От потрясения мне ничего не оставалось делать, как только немножечко выпить. Прямо из горлышка бутылки. Запил «Бифитер» остывшим чаем и осторожно спросил:

– Слушайте!.. Так вы что… В самом деле? Этот… Ну, как его?.. Ангел?!!

Ангел отложил газету, поднял очки на лоб и посмотрел на меня своими голубыми, широко расставленными глазами. То есть он сделал все то, что сделал бы самый обычный человек, страдающий небольшой дальнозоркостью.
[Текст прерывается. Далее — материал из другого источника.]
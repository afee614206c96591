//! In-place image optimization.
//!
//! Shrinks PNG and JPEG files to fit a byte and/or pixel budget, preserving
//! aspect ratio. The scale factor is computed against the original recorded
//! in the file (see [`metadata`]), so running the optimizer again with the
//! same budget leaves the file byte-identical, and a result that is not
//! smaller than the current file is discarded.

pub mod metadata;
pub mod postprocess;

use image::codecs::jpeg::JpegEncoder;
use image::imageops::FilterType;
use image::{DynamicImage, ImageFormat};
use std::path::Path;
use thiserror::Error;
use tracing::debug;

use crate::atomic::write_atomic;
use crate::Dimensions;

pub use metadata::OptimizationMetadata;
pub use postprocess::{BudgetPostProcess, FillPostProcess};

/// Default JPEG re-encode quality
pub const DEFAULT_JPEG_QUALITY: u8 = 85;

/// Errors raised by the optimizer
#[derive(Error, Debug)]
pub enum OptimizeError {
    /// Reading or replacing the file failed
    #[error("IO error: {0}")]
    IoError(#[from] std::io::Error),

    /// The file could not be decoded
    #[error("Decode error: {0}")]
    DecodeError(String),

    /// The resized image could not be encoded
    #[error("Encode error: {0}")]
    EncodeError(String),

    /// The budget could not be computed
    #[error("Budget error: {0}")]
    BudgetError(String),
}

/// Limits an image must fit
#[derive(Debug, Clone, Copy, Default, PartialEq, Eq)]
pub struct OptimizeBudget {
    /// Target file size
    pub max_bytes: Option<u64>,
    /// Target width
    pub max_width: Option<u32>,
    /// Target height
    pub max_height: Option<u32>,
}

impl OptimizeBudget {
    /// Whether no limit is set
    pub fn is_unbounded(&self) -> bool {
        self.max_bytes.is_none() && self.max_width.is_none() && self.max_height.is_none()
    }

    /// Uniform scale factor in `(0, 1]` applied to the original.
    ///
    /// Byte budgets assume size grows with pixel area, hence the square root.
    pub fn scale_factor(&self, original: &OptimizationMetadata) -> f64 {
        let mut factor: f64 = 1.0;

        if let Some(max_bytes) = self.max_bytes {
            if original.original_byte_size > max_bytes && original.original_byte_size > 0 {
                factor = factor.min((max_bytes as f64 / original.original_byte_size as f64).sqrt());
            }
        }
        if let Some(max_width) = self.max_width {
            if original.original_width > 0 {
                factor = factor.min(max_width as f64 / original.original_width as f64);
            }
        }
        if let Some(max_height) = self.max_height {
            if original.original_height > 0 {
                factor = factor.min(max_height as f64 / original.original_height as f64);
            }
        }

        factor.clamp(0.0, 1.0)
    }

    /// Pixel size the original should be reduced to
    pub fn target_dimensions(&self, original: &OptimizationMetadata) -> Dimensions {
        let factor = self.scale_factor(original);
        let mut width = (original.original_width as f64 * factor).round() as u32;
        let mut height = (original.original_height as f64 * factor).round() as u32;
        if let Some(max_width) = self.max_width {
            width = width.min(max_width);
        }
        if let Some(max_height) = self.max_height {
            height = height.min(max_height);
        }
        Dimensions::new(width.max(1), height.max(1))
    }
}

/// Why a file was left as it is
#[derive(Debug, Clone, Copy, PartialEq, Eq)]
pub enum UnchangedReason {
    /// Already at or below the target size
    WithinBudget,
    /// Re-encoding did not reduce the file size
    NotSmaller,
    /// Not a PNG or JPEG
    UnsupportedFormat,
}

/// Result of optimizing one file
#[derive(Debug, Clone, PartialEq)]
pub enum OptimizeOutcome {
    /// File replaced with a smaller rendition
    Optimized {
        /// Size before
        before_bytes: u64,
        /// Size after
        after_bytes: u64,
        /// New pixel size
        dimensions: Dimensions,
        /// Original recorded in the file
        original: OptimizationMetadata,
    },
    /// File untouched
    Unchanged(UnchangedReason),
}

impl OptimizeOutcome {
    /// Bytes removed from the file
    pub fn bytes_saved(&self) -> u64 {
        match self {
            OptimizeOutcome::Optimized {
                before_bytes,
                after_bytes,
                ..
            } => before_bytes.saturating_sub(*after_bytes),
            OptimizeOutcome::Unchanged(_) => 0,
        }
    }
}

/// Resizes and re-encodes images in place
#[derive(Debug, Clone, Copy)]
pub struct ImageOptimizer {
    jpeg_quality: u8,
    filter: FilterType,
}

impl Default for ImageOptimizer {
    fn default() -> Self {
        Self {
            jpeg_quality: DEFAULT_JPEG_QUALITY,
            filter: FilterType::Lanczos3,
        }
    }
}

impl ImageOptimizer {
    /// Optimizer with default quality and Lanczos3 resampling
    pub fn new() -> Self {
        Self::default()
    }

    /// Use `quality` (1-100) for JPEG output
    pub fn with_jpeg_quality(mut self, quality: u8) -> Self {
        self.jpeg_quality = quality.clamp(1, 100);
        self
    }

    /// Fit the file at `path` into `budget`
    pub fn optimize(&self, path: &Path, budget: &OptimizeBudget) -> Result<OptimizeOutcome, OptimizeError> {
        let budget = *budget;
        self.optimize_with(path, move |_| Ok(budget))
    }

    /// Fit the file at `path` into the budget `budget_for` derives from its original
    pub fn optimize_with<F>(&self, path: &Path, budget_for: F) -> Result<OptimizeOutcome, OptimizeError>
    where
        F: FnOnce(&OptimizationMetadata) -> Result<OptimizeBudget, OptimizeError>,
    {
        let bytes = std::fs::read(path)?;
        let format = match image::guess_format(&bytes) {
            Ok(format @ (ImageFormat::Png | ImageFormat::Jpeg)) => format,
            _ => return Ok(OptimizeOutcome::Unchanged(UnchangedReason::UnsupportedFormat)),
        };

        let image = image::load_from_memory_with_format(&bytes, format)
            .map_err(|e| OptimizeError::DecodeError(format!("{}: {}", path.display(), e)))?;
        let current = Dimensions::new(image.width(), image.height());
        let current_bytes = bytes.len() as u64;

        let original = metadata::read_metadata(&bytes, format).unwrap_or(OptimizationMetadata {
            original_width: current.width,
            original_height: current.height,
            original_byte_size: current_bytes,
        });

        let budget = budget_for(&original)?;
        if budget.is_unbounded() {
            return Ok(OptimizeOutcome::Unchanged(UnchangedReason::WithinBudget));
        }

        let target = budget.target_dimensions(&original);
        let target = Dimensions::new(
            target.width.min(current.width),
            target.height.min(current.height),
        );
        if target == current {
            return Ok(OptimizeOutcome::Unchanged(UnchangedReason::WithinBudget));
        }

        let resized = image.resize_exact(target.width, target.height, self.filter);
        let encoded = self.encode(&resized, format, &original)?;

        if encoded.len() as u64 >= current_bytes {
            debug!(
                path = %path.display(),
                current_bytes,
                candidate_bytes = encoded.len(),
                "Optimized rendition not smaller, keeping file"
            );
            return Ok(OptimizeOutcome::Unchanged(UnchangedReason::NotSmaller));
        }

        write_atomic(path, &encoded)?;
        debug!(
            path = %path.display(),
            from = %current,
            to = %target,
            before_bytes = current_bytes,
            after_bytes = encoded.len(),
            "Image optimized"
        );

        Ok(OptimizeOutcome::Optimized {
            before_bytes: current_bytes,
            after_bytes: encoded.len() as u64,
            dimensions: target,
            original,
        })
    }

    fn encode(
        &self,
        image: &DynamicImage,
        format: ImageFormat,
        original: &OptimizationMetadata,
    ) -> Result<Vec<u8>, OptimizeError> {
        match format {
            ImageFormat::Jpeg => {
                let mut out = Vec::new();
                let rgb = match image {
                    DynamicImage::ImageLuma8(_) => image.clone(),
                    _ => DynamicImage::ImageRgb8(image.to_rgb8()),
                };
                rgb.write_with_encoder(JpegEncoder::new_with_quality(&mut out, self.jpeg_quality))
                    .map_err(|e| OptimizeError::EncodeError(e.to_string()))?;
                metadata::embed_jpeg_metadata(&out, original)
            }
            _ => encode_png(image, original),
        }
    }
}

fn encode_png(image: &DynamicImage, original: &OptimizationMetadata) -> Result<Vec<u8>, OptimizeError> {
    let (color, data) = match image {
        DynamicImage::ImageLuma8(buf) => (png::ColorType::Grayscale, buf.as_raw().clone()),
        DynamicImage::ImageLumaA8(buf) => (png::ColorType::GrayscaleAlpha, buf.as_raw().clone()),
        DynamicImage::ImageRgb8(buf) => (png::ColorType::Rgb, buf.as_raw().clone()),
        other if !other.color().has_alpha() => (png::ColorType::Rgb, other.to_rgb8().into_raw()),
        other => (png::ColorType::Rgba, other.to_rgba8().into_raw()),
    };

    let (keyword, text) = metadata::png_text_chunk(original)?;
    let encode_err = |e: png::EncodingError| OptimizeError::EncodeError(e.to_string());

    let mut out = Vec::new();
    {
        let mut encoder = png::Encoder::new(&mut out, image.width(), image.height());
        encoder.set_color(color);
        encoder.set_depth(png::BitDepth::Eight);
        encoder.set_compression(png::Compression::Default);
        encoder.add_text_chunk(keyword, text).map_err(encode_err)?;
        let mut writer = encoder.write_header().map_err(encode_err)?;
        writer.write_image_data(&data).map_err(encode_err)?;
        writer.finish().map_err(encode_err)?;
    }
    Ok(out)
}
– Да, я – профессиональный Ангел, – негромко сказал он, внимательно наблюдая за моей реакцией. – Но не в том классическом представлении образа, который веками складывался у верующих и страждущих. Кстати, в котором я и сам пребывал более десяти земных лет, когда беззаветно служил Единой Вере и был одним из лучших учеников Господа. Пока не усомнился в Его непререкаемой канонической правоте…

«Батюшки светы!.. – подумал я. – Так он еще и „отступник“! Так сказать, Ангел-расстрига… Ничего себе уха!»

Ангел оторвался от отдела происшествий в «Московском комсомольце», повернулся в мою сторону и приподнялся на локте.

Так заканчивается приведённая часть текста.